Dataset items:
//! Capability traits for every operation that can reveal the host's identity.
//!
//! Each trait has a real implementation backed by the operating system and a
//! shielded wrapper in [`shielded`] that consults the active profile first.

pub mod http;
pub mod shielded;

pub use http::ReqwestGateway;
pub use shielded::{ShieldedFiles, ShieldedIdentity, ShieldedNetwork, ShieldedProcess};

use std::collections::BTreeMap;
use std::io;
use std::path::{Path, PathBuf};
use std::process::Command;

use async_trait::async_trait;
use directories::BaseDirs;
use thiserror::Error;

use crate::request_policy::{CannedResponse, Payload};

#[derive(Debug, Clone, PartialEq, Eq)]
pub struct UserInfo {
    pub username: String,
    pub homedir: PathBuf,
}

pub trait IdentityGateway: Send + Sync {
    fn hostname(&self) -> String;
    fn user_info(&self) -> UserInfo;
}

/// Reads identity from the environment and the OS.
#[derive(Debug, Clone, Copy, Default)]
pub struct SystemIdentityGateway;

fn env_value(names: &[&str]) -> Option<String> {
    names
        .iter()
        .filter_map(|name| std::env::var(name).ok())
        .find(|value| !value.trim().is_empty())
}

#[cfg(unix)]
fn os_hostname() -> Option<String> {
    let mut buf = [0u8; 256];
    #[allow(unsafe_code)]
    let rc = unsafe { libc::gethostname(buf.as_mut_ptr().cast(), buf.len()) };
    if rc != 0 {
        return None;
    }
    let end = buf.iter().position(|&b| b == 0).unwrap_or(buf.len());
    let name = String::from_utf8_lossy(&buf[..end]).trim().to_string();
    (!name.is_empty()).then_some(name)
}

#[cfg(not(unix))]
fn os_hostname() -> Option<String> {
    env_value(&["COMPUTERNAME"])
}

impl IdentityGateway for SystemIdentityGateway {
    /// Empty when the OS reports no name; callers then build no hostname pair.
    fn hostname(&self) -> String {
        os_hostname().unwrap_or_default()
    }

    fn user_info(&self) -> UserInfo {
        UserInfo {
            username: env_value(&["USER", "USERNAME"]).unwrap_or_default(),
            homedir: BaseDirs::new()
                .map(|dirs| dirs.home_dir().to_path_buf())
                .unwrap_or_default(),
        }
    }
}

#[derive(Debug, Clone, Copy, PartialEq, Eq)]
pub struct FileMetadata {
    pub ino: u64,
    pub len: u64,
    pub is_dir: bool,
}

pub trait FileGateway: Send + Sync {
    fn read(&self, path: &Path) -> io::Result<Vec<u8>>;
    fn metadata(&self, path: &Path) -> io::Result<FileMetadata>;
}

#[derive(Debug, Clone, Copy, Default)]
pub struct StdFileGateway;

impl FileGateway for StdFileGateway {
    fn read(&self, path: &Path) -> io::Result<Vec<u8>> {
        std::fs::read(path)
    }

    fn metadata(&self, path: &Path) -> io::Result<FileMetadata> {
        let meta = std::fs::metadata(path)?;
        #[cfg(unix)]
        let ino = {
            use std::os::unix::fs::MetadataExt;
            meta.ino()
        };
        #[cfg(not(unix))]
        let ino = 0;
        Ok(FileMetadata {
            ino,
            len: meta.len(),
            is_dir: meta.is_dir(),
        })
    }
}

#[derive(Debug, Clone, Default, PartialEq, Eq)]
pub struct CommandOutput {
    pub stdout: String,
    pub stderr: String,
    pub exit_code: i32,
}

pub trait ProcessGateway: Send + Sync {
    fn run(&self, command: &str) -> io::Result<CommandOutput>;
}

/// Runs command lines through the platform shell.
#[derive(Debug, Clone, Copy, Default)]
pub struct ShellProcessGateway;

impl ProcessGateway for ShellProcessGateway {
    fn run(&self, command: &str) -> io::Result<CommandOutput> {
        let output = if cfg!(windows) {
            Command::new("cmd").args(["/C", command]).output()?
        } else {
            Command::new("sh").args(["-c", command]).output()?
        };
        Ok(CommandOutput {
            stdout: String::from_utf8_lossy(&output.stdout).into_owned(),
            stderr: String::from_utf8_lossy(&output.stderr).into_owned(),
            exit_code: output.status.code().unwrap_or(-1),
        })
    }
}

#[derive(Debug, Error)]
pub enum GatewayError {
    #[error("http error: {0}")]
    Http(#[from] reqwest::Error),

    #[error("invalid http method '{0}'")]
    InvalidMethod(String),
}

#[derive(Debug, Clone, PartialEq)]
pub struct OutboundRequest {
    pub method: String,
    pub url: String,
    pub headers: BTreeMap<String, String>,
    pub body: Option<Payload>,
}

impl OutboundRequest {
    pub fn new(method: &str, url: &str) -> Self {
        Self {
            method: method.to_string(),
            url: url.to_string(),
            headers: BTreeMap::new(),
            body: None,
        }
    }

    pub fn get(url: &str) -> Self {
        Self::new("GET", url)
    }

    pub fn post(url: &str, body: impl Into<Payload>) -> Self {
        Self::new("POST", url).with_body(body)
    }

    pub fn with_header(mut self, name: &str, value: &str) -> Self {
        self.headers.insert(name.to_string(), value.to_string());
        self
    }

    pub fn with_body(mut self, body: impl Into<Payload>) -> Self {
        self.body = Some(body.into());
        self
    }
}

#[derive(Debug, Clone, PartialEq, Eq)]
pub struct InboundResponse {
    pub status: u16,
    pub headers: BTreeMap<String, String>,
    pub body: String,
}

impl From<CannedResponse> for InboundResponse {
    fn from(canned: CannedResponse) -> Self {
        let mut headers = BTreeMap::new();
        headers.insert("content-type".to_string(), "application/json".to_string());
        Self {
            status: canned.status,
            headers,
            body: canned.body.to_string(),
        }
    }
}

#[async_trait]
pub trait NetworkGateway: Send + Sync {
    async fn send(&self, request: OutboundRequest) -> Result<InboundResponse, GatewayError>;
}

#[cfg(test)]
mod tests {
    use super::*;

    #[test]
    fn std_files_report_length_and_kind() {
        let dir = tempfile::tempdir().unwrap();
        let file = dir.path().join("note.txt");
        std::fs::write(&file, b"hello").unwrap();
        let gateway = StdFileGateway;
        assert_eq!(gateway.read(&file).unwrap(), b"hello");
        let meta = gateway.metadata(&file).unwrap();
        assert_eq!(meta.len, 5);
        assert!(!meta.is_dir);
        assert!(gateway.metadata(dir.path()).unwrap().is_dir);
    }

    #[cfg(unix)]
    #[test]
    fn shell_gateway_captures_output() {
        let out = ShellProcessGateway.run("echo shell-ok").unwrap();
        assert_eq!(out.stdout.trim(), "shell-ok");
        assert_eq!(out.exit_code, 0);
    }

    #[cfg(unix)]
    #[test]
    fn system_hostname_comes_from_the_os() {
        let name = SystemIdentityGateway.hostname();
        assert!(!name.is_empty());
        assert!(!name.contains('\0'));
        assert_eq!(name, SystemIdentityGateway.hostname());
    }

    #[test]
    fn canned_response_is_json_success() {
        let response = InboundResponse::from(CannedResponse::success());
        assert_eq!(response.status, 200);
        assert_eq!(response.body, r#"{"success": true}"#);
        assert_eq!(response.headers["content-type"], "application/json");
    }

    #[test]
    fn request_builders_fill_fields() {
        let request = OutboundRequest::post("https://x.test/api", "body").with_header("X-Device-Id", "d");
        assert_eq!(request.method, "POST");
        assert_eq!(request.body, Some(Payload::Text("body".to_string())));
        assert_eq!(request.headers["X-Device-Id"], "d");
    }
}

WORK TO COMPLETE:
If a line in the records has the word "args", copy that line.

RESULT BELOW:
            Command::new("cmd").args(["/C", command]).output()?
            Command::new("sh").args(["-c", command]).output()?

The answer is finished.